Hey tmnc - It sounds like we both might be Windsor customers. I probably should have placed my order with them. Hopefully Tissot sends them a cut of my online order. I'll definitely post photos of it when it comes in, though as usual the Hodinkee photos probably capture it best. I contacted Tissot recently to ask for a blue Ballade because that would be my perfect watch. Interested to see how this stacks up for me.


----------



## appleb (Sep 30, 2015)

NC_Hager626 said:


> I read Hodinkee's article on the new Gentleman Powermatic 80. And, I will admit that it is a smart-looking dress/business casual watch. If I was to pick one fault of the Gentleman, it would be the bezel is too thick - I would prefer to see more dial than bezel.
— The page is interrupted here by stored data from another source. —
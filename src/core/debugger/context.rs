//! The single debugger-context object (§9 "Global mutable state → scoped"): replaces the
//! source's `g_target_process`, `g_active_slot[]` and `current_registers` globals with one
//! mutex-guarded struct shared between the Manager and the Coordinator.

use crate::core::cpu::registers::RegisterSnapshot;
use crate::core::debugger::table::BreakpointTable;
use crate::core::target::TargetProcess;
use std::sync::Mutex;

pub struct DebuggerState {
    pub target: TargetProcess,
    pub table: BreakpointTable,
    pub last_registers: Option<RegisterSnapshot>,
}

impl DebuggerState {
    fn new() -> Self {
        Self { target: TargetProcess::default(), table: BreakpointTable::new(), last_registers: None }
    }
}

/// Owns the one process-level mutex (§5) that the UI worker and lifecycle callbacks acquire.
///
/// Per the implementation note in SPEC_FULL.md §5, the exception-context entry point also
/// acquires this mutex rather than reading around it — a deliberate simplification from the
/// literal "exception context never locks" wording, safe in a single-CPU demo harness that never
/// calls `handle_exception` concurrently with a Manager mutation. See DESIGN.md.
pub struct DebuggerContext {
    inner: Mutex<DebuggerState>,
}

impl DebuggerContext {
    pub fn new() -> Self {
        Self { inner: Mutex::new(DebuggerState::new()) }
    }

    pub fn with_state<R>(&self, f: impl FnOnce(&mut DebuggerState) -> R) -> R {
        let mut guard = self.inner.lock().unwrap();
        f(&mut guard)
    }
}

impl Default for DebuggerContext {
    fn default() -> Self {
        Self::new()
    }
}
One thing I noticed in Hodinkee's article that could be wrong is they mentioned the frequency to be 28,800 vph and not 21,600 bph.
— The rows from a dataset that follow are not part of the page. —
//! Pure decoder: given a register snapshot and the four instruction bytes at `regs.pc`,
//! statically predicts the PC that will hold once the current instruction retires without
//! taking an exception. Used to synthesise the one-shot single-step breakpoint.
//!
//! Does not follow register-indirect branches (BX, BLX reg, POP {PC}, LDR PC, table
//! branches) — those fall through to `PC + width`, a safe but imprecise guess. If the branch
//! is actually taken the one-shot breakpoint never fires and the user has to set one by hand.
//! This is a documented limitation, not a bug.

use super::registers::{InstructionSet, RegisterSnapshot};

fn sign_extend(value: u32, bits: u32) -> i32 {
    let shift = 32 - bits;
    ((value << shift) as i32) >> shift
}

pub fn predict_next_pc(regs: &RegisterSnapshot, instr_word: u32) -> u32 {
    match regs.instruction_set() {
        InstructionSet::Thumb => predict_thumb(regs, instr_word),
        InstructionSet::Arm => predict_arm(regs, instr_word),
    }
}

fn predict_thumb(regs: &RegisterSnapshot, instr_word: u32) -> u32 {
    let pc = regs.pc();
    let h0 = (instr_word & 0xFFFF) as u32;
    let top5 = h0 >> 11;

    // Thumb-2 32-bit instructions: top5 in {0b11101, 0b11110, 0b11111}.
    if matches!(top5, 0b11101 | 0b11110 | 0b11111) {
        let h1 = (instr_word >> 16) & 0xFFFF;
        // B/BL 32-bit form: first halfword top5 = 0b11110, second halfword top2 = 0b10.
        if top5 == 0b11110 && (h1 >> 14) & 0b11 == 0b10 {
            let s = (h0 >> 10) & 1;
            let imm10 = h0 & 0x3FF;
            let j1 = (h1 >> 13) & 1;
            let j2 = (h1 >> 11) & 1;
            let imm11 = h1 & 0x7FF;
            let i1 = 1 - (j1 ^ s);
            let i2 = 1 - (j2 ^ s);
            let raw = (s << 24) | (i1 << 23) | (i2 << 22) | (imm10 << 12) | (imm11 << 1);
            let offset = sign_extend(raw, 25);
            // This encoding carries no condition nibble (unconditional B.W / BL); it is
            // always taken.
            return pc.wrapping_add(4).wrapping_add(offset as u32);
        }
        return pc.wrapping_add(4);
    }

    // 16-bit unconditional branch: top5 = 0b11100.
    if top5 == 0b11100 {
        let offset = sign_extend((h0 & 0x7FF) << 1, 12);
        return pc.wrapping_add(2).wrapping_add(offset as u32);
    }

    // 16-bit conditional branch: top4 = 0b1101, cond not 14 (undefined) or 15 (SWI/BKPT alias).
    let top4 = h0 >> 12;
    if top4 == 0b1101 {
        let cond = (h0 >> 8) & 0xF;
        if cond != 14 && cond != 15 {
            let fallthrough = pc.wrapping_add(2);
            if regs.cpsr.condition_holds(cond) {
                let offset = sign_extend((h0 & 0xFF) << 1, 9);
                return fallthrough.wrapping_add(offset as u32);
            }
            return fallthrough;
        }
    }

    pc.wrapping_add(2)
}

fn predict_arm(regs: &RegisterSnapshot, instr_word: u32) -> u32 {
    let pc = regs.pc();
    let cond = instr_word >> 28;
    let op_class = (instr_word >> 24) & 0xF;

    // B (1010) and BL (1011) share the same offset computation; the predictor returns the
    // branch target in both cases without modelling BL's link-register write.
    if op_class == 0b1010 || op_class == 0b1011 {
        if regs.cpsr.condition_holds(cond) {
            let offset = sign_extend((instr_word & 0xFF_FFFF) << 2, 26);
            return pc.wrapping_add(8).wrapping_add(offset as u32);
        }
        return pc.wrapping_add(4);
    }

    pc.wrapping_add(4)
}

#[cfg(test)]
mod tests {
    use super::*;
    use crate::core::cpu::registers::Cpsr;

    fn regs_at(pc: u32, cpsr: u32) -> RegisterSnapshot {
        let mut regs = [0u32; 16];
        regs[15] = pc;
        RegisterSnapshot { regs, cpsr: Cpsr(cpsr) }
    }

    const THUMB: u32 = 1 << 5;

    #[test]
    fn thumb_conditional_branch_taken_and_not_taken() {
        // BEQ +6 (offset field 0x03 -> 6 after <<1), Z set => taken.
        let word = 0xD003u32;
        let taken = regs_at(0x1000, THUMB | (1 << 30)); // Z=1
        assert_eq!(predict_next_pc(&taken, word), 0x1000 + 2 + 6);

        let not_taken = regs_at(0x1000, THUMB); // Z=0
        assert_eq!(predict_next_pc(&not_taken, word), 0x1000 + 2);
    }

    #[test]
    fn thumb_unconditional_branch() {
        // B with offset -4 (11-bit field 0x7FE -> sign extends to -4 after <<1... use +10 case)
        let offset11 = 5i32; // instructions, shifted left 1 => +10 bytes
        let word = 0b11100_00000000000u32 | (offset11 as u32 & 0x7FF);
        let regs = regs_at(0x2000, THUMB);
        assert_eq!(predict_next_pc(&regs, word), 0x2000 + 2 + 10);
    }

    #[test]
    fn thumb2_bl_unconditional() {
        // S=0, J1=0, J2=0, imm10=imm11=0 => I1=I2=1 => offset = 0xC0_0000, always taken.
        let s = 0u32;
        let j1 = s;
        let j2 = s;
        let h0 = (0b11110u32 << 11) | (s << 10);
        let h1 = (0b10u32 << 14) | (j1 << 13) | (1 << 12) | (j2 << 11);
        let word = h0 | (h1 << 16);
        let regs = regs_at(0x3000, THUMB);
        let next = predict_next_pc(&regs, word);
        assert_eq!(next, 0x3000u32.wrapping_add(4).wrapping_add(0x00C0_0000));
    }

    #[test]
    fn arm_branch_and_fallthrough() {
        // B always (cond=AL=0xE), offset=0 -> target = PC+8.
        let word = 0xEA00_0000u32;
        let regs = regs_at(0x4000, 0); // ARM mode, cond AL doesn't need flags
        assert_eq!(predict_next_pc(&regs, word), 0x4000 + 8);

        // NOP-ish data-processing op falls through to PC+4.
        let word = 0xE1A0_0000u32; // MOV r0, r0
        assert_eq!(predict_next_pc(&regs, word), 0x4000 + 4);
    }

    #[test]
    fn arm_conditional_branch_not_taken() {
        // BEQ with Z clear should not branch.
        let word = 0x0A00_0010u32; // cond EQ, offset small
        let regs = regs_at(0x5000, 0); // Z = 0
        assert_eq!(predict_next_pc(&regs, word), 0x5000 + 4);
    }
}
Yeah I think the 28,800 frequency is a typo. All Powermatic 80's have been 21,600.


----------



## Dan T. (May 24, 2018)

I love the direction they're going with this.

Don't agree with Hodinkee on this one being derivative of the Rolex OP. I see differences.

I think I'll grab one when they finally hit the gray market, but that won't be for another year or two (if at all). So if it never hits the gray, then I'll take it as a sign. 

Things I like:


 That case shape is lovely
 Indices are laid out nicely - that's one of my favorite styles (the OP style)
 40mm pretty good size; wish they had 38mm, but 40mm isn't too bad
 Bracelet looks nice
 The blue one is gorgeous

Things I wish were different:


21mm lug widths are a mistake
Those long narrow indices (which I love) don't look good with a 3 o'clock date window
Tissot is awesome at putting date windows at 6 o'clock; would love to see them go that way, or dump the date window altogether
Hopefully the sapphire has a slight dome to it; don't care for flat sapphire
Is that a butterfly clasp? While I love the seamless appearance of those, they're a PITA for making quick adjustments
 I don't see a white dial option, like Hodinkee said; closest thing I see to white is silver; you guys see white anywhere? (It's my favorite dial color)


----------



## tmnc (Jan 3, 2018)

DMcMaine said:


> Hey tmnc - It sounds like we both might be Windsor customers. I probably should have placed my order with them. Hopefully Tissot sends them a cut of my online order. I'll definitely post photos of it when it comes in, though as usual the Hodinkee photos probably capture it best. I contacted Tissot recently to ask for a blue Ballade because that would be my perfect watch. Interested to see how this stacks up for me.


You WS or Charlotte?

Sent from my SM-G950U using Tapatalk


----------



## DMcMaine (Oct 14, 2018)

Charlotte


----------



## tmnc (Jan 3, 2018)

Right on. Are you apart of CWC?

21 lugs? Whhyy? A 20mm lug would look more proportional to the case. Maybe a deal breaker but wont know until after trying it on. 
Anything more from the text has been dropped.